I understand the technical difficulties. But the world is changing. Both the mobile environments and the desktop environments are changing. What is driving them is user experience and the perception of usability and familiarity. I don't know that the future will be a single unifying environment but I do think that the standard interfaces for the most common applications will. If you want to send an email you are going to be irritated if you have to figure out all over again how to do the one thing you do everyday. Even if you are familiar with the email programs on both machines, if they do not have a common look and feel then it is going to irritate you. Not just you but everyone who does these same common things. This is the kind of force that drives change. Someone will make a small change that makes it more seamless to move from working in one environment to the other more seamless. It will seam so obvious that everyone takes it for granted that that is the way it should always have been. The two worlds will have moved a little closer.

There is no question that data entry on a big desktop is more efficient than a small mobile screen but data entry will have to be done on the mobile device anyway.

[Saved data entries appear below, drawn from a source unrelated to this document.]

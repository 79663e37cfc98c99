//! Keyframe value types

use glam::{Quat, Vec3};

#[cfg(feature = "serde")]
use serde::{Deserialize, Serialize};

/// Time-stamped sample of one animated property
///
/// `time` is in the owning channel's tick domain.
#[derive(Debug, Clone, Copy, PartialEq)]
#[cfg_attr(feature = "serde", derive(Serialize, Deserialize))]
pub struct Key<T> {
    pub time: f64,
    pub value: T,
}

impl<T> Key<T> {
    pub const fn new(time: f64, value: T) -> Self {
        Self { time, value }
    }
}

/// Translation or scale keyframe
pub type VectorKey = Key<Vec3>;

/// Rotation keyframe
pub type QuatKey = Key<Quat>;

/// Trait for values that can be blended between two keyframes
pub trait Interpolate: Copy {
    /// Blend from self towards other, `t` in `[0, 1]`
    fn interpolate(&self, other: &Self, t: f32) -> Self;
}

impl Interpolate for Vec3 {
    fn interpolate(&self, other: &Self, t: f32) -> Self {
        *self + (*other - *self) * t
    }
}

impl Interpolate for Quat {
    fn interpolate(&self, other: &Self, t: f32) -> Self {
        // Renormalize to keep drift out of the rotation matrix
        self.slerp(*other, t).normalize()
    }
}
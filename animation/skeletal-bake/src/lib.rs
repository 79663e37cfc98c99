//! Skeletal animation baking
//!
//! Converts an imported scene (node hierarchy, mesh bone lists with
//! bind-pose offsets, and sparse per-node keyframe tracks) into dense,
//! frame-indexed tables of skinning matrices ready for GPU upload.
//!
//! # Example
//!
//! ```rust,no_run
//! use skeletal_bake::{BakeOptions, BakedModel, RawScene};
//!
//! # fn import() -> RawScene { RawScene::default() }
//! let scene: RawScene = import();
//! let model = BakedModel::from_scene(&scene, &BakeOptions::default())?;
//!
//! for clip in &model.animations {
//!     let frame = 0;
//!     if let Some(matrices) = clip.frame(frame) {
//!         assert_eq!(matrices.len(), model.skeleton.bone_count());
//!     }
//! }
//! # Ok::<(), skeletal_bake::BakeError>(())
//! ```

pub mod animation;
pub mod config;
pub mod error;
pub mod model;
#[cfg(feature = "parallel")]
pub mod parallel;
pub mod scene;
pub mod skeleton;

pub use animation::{ModelAnimation, NodeAnimChannel, bake_animation};
pub use config::{BakeOptions, KeyframeWrap};
pub use error::{BakeError, Result};
pub use model::BakedModel;
pub use scene::{
    NodeId, NodeTree, RawAnimation, RawBone, RawMesh, RawNode, RawNodeTrack, RawQuatKey,
    RawScene, RawVectorKey, RowMatrix, SceneNode,
};
pub use skeleton::{BoneInfo, Skeleton};

/// Library version
pub const VERSION: &str = env!("CARGO_PKG_VERSION");
//! Conversion of importer keyframe tracks into per-node channels

use glam::{Quat, Vec3};
use log::debug;

use super::types::{QuatKey, VectorKey};
use crate::scene::{RawAnimation, RawNodeTrack};

#[cfg(feature = "serde")]
use serde::{Deserialize, Serialize};

/// Keyframe tracks driving one scene node during one clip
///
/// Matched against the node tree by `node_name`, not against bones.
#[derive(Debug, Clone, PartialEq)]
#[cfg_attr(feature = "serde", derive(Serialize, Deserialize))]
pub struct NodeAnimChannel {
    pub node_name: String,
    pub positions: Vec<VectorKey>,
    pub rotations: Vec<QuatKey>,
    pub scales: Vec<VectorKey>,
}

impl NodeAnimChannel {
    /// Convert one importer track, keeping times and values verbatim
    pub fn from_raw(track: &RawNodeTrack) -> Self {
        Self {
            node_name: track.node_name.clone(),
            positions: track
                .position_keys
                .iter()
                .map(|k| VectorKey::new(k.time, Vec3::from_array(k.value)))
                .collect(),
            rotations: track
                .rotation_keys
                .iter()
                .map(|k| QuatKey::new(k.time, Quat::from_array(k.value)))
                .collect(),
            scales: track
                .scaling_keys
                .iter()
                .map(|k| VectorKey::new(k.time, Vec3::from_array(k.value)))
                .collect(),
        }
    }

    /// Total number of keys over all three tracks
    pub fn key_count(&self) -> usize {
        self.positions.len() + self.rotations.len() + self.scales.len()
    }

    /// Whether every track holds at most one key, i.e. the channel is a
    /// constant pose for the whole clip
    pub fn is_static(&self) -> bool {
        self.positions.len() <= 1 && self.rotations.len() <= 1 && self.scales.len() <= 1
    }
}

/// Extract one channel per track that has at least one key.
///
/// Channels keep the clip's track order. No resampling or time validation
/// happens here.
pub fn extract_channels(animation: &RawAnimation) -> Vec<NodeAnimChannel> {
    let mut channels = Vec::with_capacity(animation.channels.len());

    for track in &animation.channels {
        if !track.has_keys() {
            debug!(
                "Animation '{}': skipping track for node '{}' with no keys",
                animation.name, track.node_name
            );
            continue;
        }

        if track.position_keys.is_empty()
            || track.rotation_keys.is_empty()
            || track.scaling_keys.is_empty()
        {
            debug!(
                "Animation '{}': node '{}' is missing a track (positions {}, rotations {}, scales {}), using identity for it",
                animation.name,
                track.node_name,
                track.position_keys.len(),
                track.rotation_keys.len(),
                track.scaling_keys.len()
            );
        }

        channels.push(NodeAnimChannel::from_raw(track));
    }

    channels
}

Whether you are gathering information in the field or making a last minute change to your spreadsheet. It just has to work. In the long run, the applications have to have the same features in both worlds. Then look at it this way, how many of those mobile devices have HDMI for playing back movies on HD screens? Just how sure are you that mobile devices are unsuitable for data entry when large (bigger than desktop) screens are so readily available?

Why GNOME refugees love Xfce (Register)

Posted Nov 12, 2011 11:57 UTC (Sat) by mpr22 (subscriber, #60784) [Link]

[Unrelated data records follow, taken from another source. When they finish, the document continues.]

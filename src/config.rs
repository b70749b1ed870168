use std::path::Path;

use itertools::Itertools;
use serde::{Deserialize, Serialize};
use tracing::{debug, warn};

use crate::{
    error::Error,
    user::{User, UserId},
};

/// The configuration a registry can be seeded from.
#[derive(Debug, Clone, Serialize, Deserialize, Default, PartialEq, Eq)]
pub struct Config {
    /// Users to add to the registry, in order.
    #[serde(default)]
    pub users: Vec<User>,
}

impl Config {
    fn ron() -> ron::Options {
        ron::Options::default()
            .with_default_extension(ron::extensions::Extensions::IMPLICIT_SOME)
            .with_default_extension(ron::extensions::Extensions::UNWRAP_NEWTYPES)
    }

    /// Deserialize a .ron file's contents.
    pub fn deserialize(input: &str) -> Result<Self, Error> {
        let config = Self::ron()
            .from_str::<Config>(input)
            .map_err(|e| Error::BadConfig(e.to_string()))?;

        let duplicates = config.duplicate_ids();
        if !duplicates.is_empty() {
            // Allowed, but lookups by id will only see the last of them.
            warn!(?duplicates, "Configured users share ids");
        }

        Ok(config)
    }

    /// An example configuration with some fields filled in.
    pub fn example() -> Self {
        Self {
            users: vec![
                User::new(1, "Alexander", "password"),
                User::new(2, "John", "pass"),
            ],
        }
    }

    /// Serialize the configuration in a "pretty" (i.e. non-compact) fashion.
    pub fn serialize_pretty(&self) -> String {
        Self::ron()
            .to_string_pretty(self, ron::ser::PrettyConfig::default())
            .expect("Config only holds plain data")
    }

    /// Setup a new configuration from a RON file.
    pub fn new_from_path<P: AsRef<Path>>(p: P) -> Result<Self, Error> {
        let path = p.as_ref();
        debug!(?path, "Reading config");

        let s = std::fs::read_to_string(path)
            .map_err(|e| Error::BadConfig(format!("Could not read {path:?}: {e}")))?;

        Self::deserialize(&s)
    }

    /// Ids used by more than one configured user.
    pub fn duplicate_ids(&self) -> Vec<UserId> {
        self.users.iter().map(User::id).duplicates().collect()
    }
}
//! The registry keeps users in memory, in the order they were added.
//!
//! Nothing is validated on the way in.
//! In particular, several users may share an id.

use std::collections::HashMap;

use tracing::{debug, trace};

use crate::{
    config::Config,
    dao::UserDao,
    error::Error,
    user::{User, UserId},
};

/// An in-memory collection of users.
#[derive(Debug, Default)]
pub struct UserRegistry {
    users: Vec<User>,

    // Held on behalf of callers, never used here.
    dao: Option<Box<dyn UserDao>>,
}

impl UserRegistry {
    /// An empty registry.
    pub fn new() -> Self {
        Self::default()
    }

    /// An empty registry holding on to something able to delete users.
    pub fn with_dao(dao: Box<dyn UserDao>) -> Self {
        Self {
            users: vec![],
            dao: Some(dao),
        }
    }

    /// A registry seeded with the users found in the configuration.
    pub fn from_config(config: &Config) -> Self {
        let mut registry = Self::new();
        registry.add(config.users.iter().cloned());

        registry
    }

    /// The user deleter handed to this registry, if any.
    pub fn dao(&self) -> Option<&dyn UserDao> {
        self.dao.as_deref()
    }

    /// Append users, keeping their order.
    pub fn add<I: IntoIterator<Item = User>>(&mut self, users: I) {
        let before = self.users.len();
        self.users.extend(users);

        debug!(
            added = self.users.len() - before,
            total = self.users.len(),
            "Users added"
        );
    }

    /// Find the first user (in insertion order) with exactly this username and password.
    ///
    /// Either argument being `None` is an error.
    pub fn login(
        &self,
        username: Option<&str>,
        password: Option<&str>,
    ) -> Result<Option<User>, Error> {
        let (Some(username), Some(password)) = (username, password) else {
            debug!("Login attempted without credentials");
            return Err(Error::missing_credentials());
        };

        let user = self
            .users
            .iter()
            .find(|user| user.has_credentials(username, password))
            .cloned();

        match &user {
            Some(user) => debug!(%user, "Login ok"),
            None => debug!(username, "Login did not match any user"),
        }

        Ok(user)
    }

    /// A snapshot of the users keyed by id.
    /// When ids are shared, the user added last is the one kept.
    pub fn users_mapped_by_id(&self) -> HashMap<UserId, User> {
        let mapped: HashMap<_, _> = self
            .users
            .iter()
            .map(|user| (user.id(), user.clone()))
            .collect();

        trace!(
            users = self.users.len(),
            ids = mapped.len(),
            "Mapped users by id"
        );

        mapped
    }

    /// The users, in the order they were added.
    pub fn users(&self) -> &[User] {
        &self.users
    }

    /// How many users are stored.
    pub fn len(&self) -> usize {
        self.users.len()
    }

    /// True if no users have been added.
    pub fn is_empty(&self) -> bool {
        self.users.is_empty()
    }
}

impl Extend<User> for UserRegistry {
    fn extend<T: IntoIterator<Item = User>>(&mut self, iter: T) {
        self.add(iter)
    }
}

impl FromIterator<User> for UserRegistry {
    fn from_iter<T: IntoIterator<Item = User>>(iter: T) -> Self {
        let mut registry = Self::new();
        registry.add(iter);

        registry
    }
}
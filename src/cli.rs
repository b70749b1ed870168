use std::path::PathBuf;

use clap::{Parser, Subcommand};
use tracing::Level;

/// The command line interface for the user registry.
#[derive(Parser)]
#[command(author, version, about)]
pub struct Cli {
    /// Path to a configuration file with users to seed the registry with
    #[arg(long, short)]
    pub config: Option<PathBuf>,

    /// Level of logs written to stderr
    #[arg(long, default_value_t = Level::INFO)]
    pub log_level: Level,

    /// Also write debug logs to daily rotated files in this directory
    #[arg(long)]
    pub log_dir: Option<PathBuf>,

    /// Subcommands
    #[command(subcommand)]
    pub command: Option<Commands>,
}

/// Commands available in the command line interface.
#[derive(Subcommand)]
pub enum Commands {
    /// Examples for user convenience.
    #[clap(subcommand)]
    Examples(Examples),

    /// Show the stored users as JSON, in the order they were added.
    Users,

    /// Show the stored users as a JSON object keyed by id.
    MappedById,

    /// Show the first user matching the credentials as JSON, or `null`.
    Login {
        /// The user's name
        username: String,

        /// The user's password
        password: String,
    },
}

/// Helpful examples for users.
#[derive(Subcommand, Clone)]
pub enum Examples {
    /// Show an example of a configuration file's contents.
    Config,
}
use std::fmt::Display;

use serde::{Deserialize, Serialize};

/// The identifier of a user.
/// Not guaranteed to be unique within a registry.
pub type UserId = i32;

/// A user known to the registry.
#[derive(Debug, Clone, PartialEq, Eq, Hash, Serialize, Deserialize)]
pub struct User {
    id: UserId,
    username: String,

    // Stored and compared as given.
    password: String,
}

impl User {
    /// Create a user.
    pub fn new(id: UserId, username: impl Into<String>, password: impl Into<String>) -> Self {
        Self {
            id,
            username: username.into(),
            password: password.into(),
        }
    }

    /// The user's id.
    pub fn id(&self) -> UserId {
        self.id
    }

    /// The user's name.
    pub fn username(&self) -> &str {
        &self.username
    }

    /// The user's password.
    pub fn password(&self) -> &str {
        &self.password
    }

    pub(crate) fn has_credentials(&self, username: &str, password: &str) -> bool {
        self.username == username && self.password == password
    }
}

impl Display for User {
    fn fmt(&self, f: &mut std::fmt::Formatter<'_>) -> std::fmt::Result {
        write!(f, "{} (#{})", self.username, self.id)
    }
}
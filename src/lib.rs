#![deny(missing_docs)]

//! This crate keeps a registry of users in memory.
//!
//! Users are added in bulk and kept in the order they arrived.
//! Ids are not checked for uniqueness.
//!
//! Two questions can be asked of the registry:
//! - Does this username and password belong to a stored user?
//!   The first such user (in insertion order) is returned.
//! - What does the id to user mapping look like?
//!   A fresh snapshot is built for each call, so later additions do not leak into it.
//!
//! The registry is not synchronized.
//! Wrap it in a lock if several threads need to add users.

/// Users and their ids.
pub mod user;

/// The registry itself.
pub mod registry;

/// A collaborator able to delete users elsewhere.
pub mod dao;

/// Seeding a registry from a configuration file.
pub mod config;

/// Possible errors in this library.
pub mod error;

/// Tracing setup.
pub mod logging;

/// The command line interface.
pub mod cli;
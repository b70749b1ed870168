use std::path::PathBuf;

use tracing::{debug, metadata::LevelFilter, Level};
use tracing_appender::rolling::{RollingFileAppender, Rotation};
use tracing_subscriber::{prelude::*, EnvFilter};

use crate::error::Error;

/// Initialize tracing.
///
/// Will only initialize once, so tests may call this.
/// Fails if file logging was asked for but the directory is not usable.
pub fn init(
    stdout_level: Level,
    file_logging: Option<(Level, PathBuf)>,
) -> Result<(), Error> {
    let mut message = String::from("Logging with: stderr");

    // `RUST_LOG` takes precedence over the given level.
    let stdout_filter = EnvFilter::try_from_default_env().unwrap_or_else(|_| {
        EnvFilter::default().add_directive(LevelFilter::from(stdout_level).into())
    });

    let stdout_layer = tracing_subscriber::fmt::layer()
        .with_writer(std::io::stderr)
        .with_filter(stdout_filter);

    let maybe_file_layer = if let Some((level, output_dir)) = file_logging {
        message += &format!(", file (in dir {output_dir:?})");

        let file_appender = RollingFileAppender::builder()
            .rotation(Rotation::DAILY)
            .filename_prefix("users.log")
            .build(&output_dir)
            .map_err(|e| Error::Logging(format!("Log directory {output_dir:?}: {e}")))?;

        let file_layer = tracing_subscriber::fmt::layer()
            .with_writer(file_appender)
            .with_ansi(false)
            .with_filter(LevelFilter::from(level));
        Some(file_layer)
    } else {
        None
    };

    let initialized = tracing_subscriber::registry()
        .with(stdout_layer)
        .with(maybe_file_layer)
        .try_init();

    if initialized.is_err() {
        debug!("Logging already initialized");
    } else {
        debug!(message);
    }

    Ok(())
}

#[cfg(test)]
mod tests {
    use super::*;

    #[test]
    fn init_twice_is_fine() {
        init(Level::DEBUG, None).unwrap();
        init(Level::TRACE, None).unwrap();
    }

    #[test]
    fn unusable_log_dir_is_an_error() {
        // A directory can not be created below a plain file.
        let file =
            std::env::temp_dir().join(format!("user-registry-{}.txt", std::process::id()));
        std::fs::write(&file, "").unwrap();

        let result = init(Level::DEBUG, Some((Level::DEBUG, file.join("logs"))));
        std::fs::remove_file(&file).unwrap();

        assert!(matches!(result, Err(Error::Logging(_))));
    }
}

People are talking like these environments will never meet but if you do the same thing, such as email, on your mobile that you do on your desktop then why would you want to do it in different ways.

Because my desktop supports UI models that (a) don't work on mobile phones and (b) work better on desktops than a UI model built around the limitations of mobile phones would.

Why GNOME refugees love Xfce (Register)

Posted Nov 13, 2011 17:20 UTC (Sun) by deepfire (subscriber, #26138) [Link]

> I found a particular advantage to using Gnome 3 as an engineer which is
> probably useful at some level for system administrators. I am developing
> an embedded system that combines multiple computers that I monitor at the
> same time with VNC. With a simple movement of the mouse, I can shrink the
> screen to the "window selection" mode which lets me watch all of my
> computers at the same time. I can select a particular window and zoom in
> to a particular machine in a moment.

Gnome 2 (actually, Compiz) had a very very similar feature. It was merely disabled by default. It was called "desktop wall". I /think/ it even was enabled by default at one point.

You'd strike a key combination, and you'd be transitioned from a single desktop view to seeing the whole desktop grid, in an animated style.

I found it quite nice at the time, although I didn't use it much.

Where I guess it differs, is that in Gnome 3 you see /just/ the apps you started, instead of all the desktops.

Why GNOME refugees love Xfce (Register)

Posted Nov 21, 2011 17:42 UTC (Mon) by JanC_ (guest, #34940) [Link]

GNOME 3 with Compiz (either with or without the Unity plugin) still has this feature.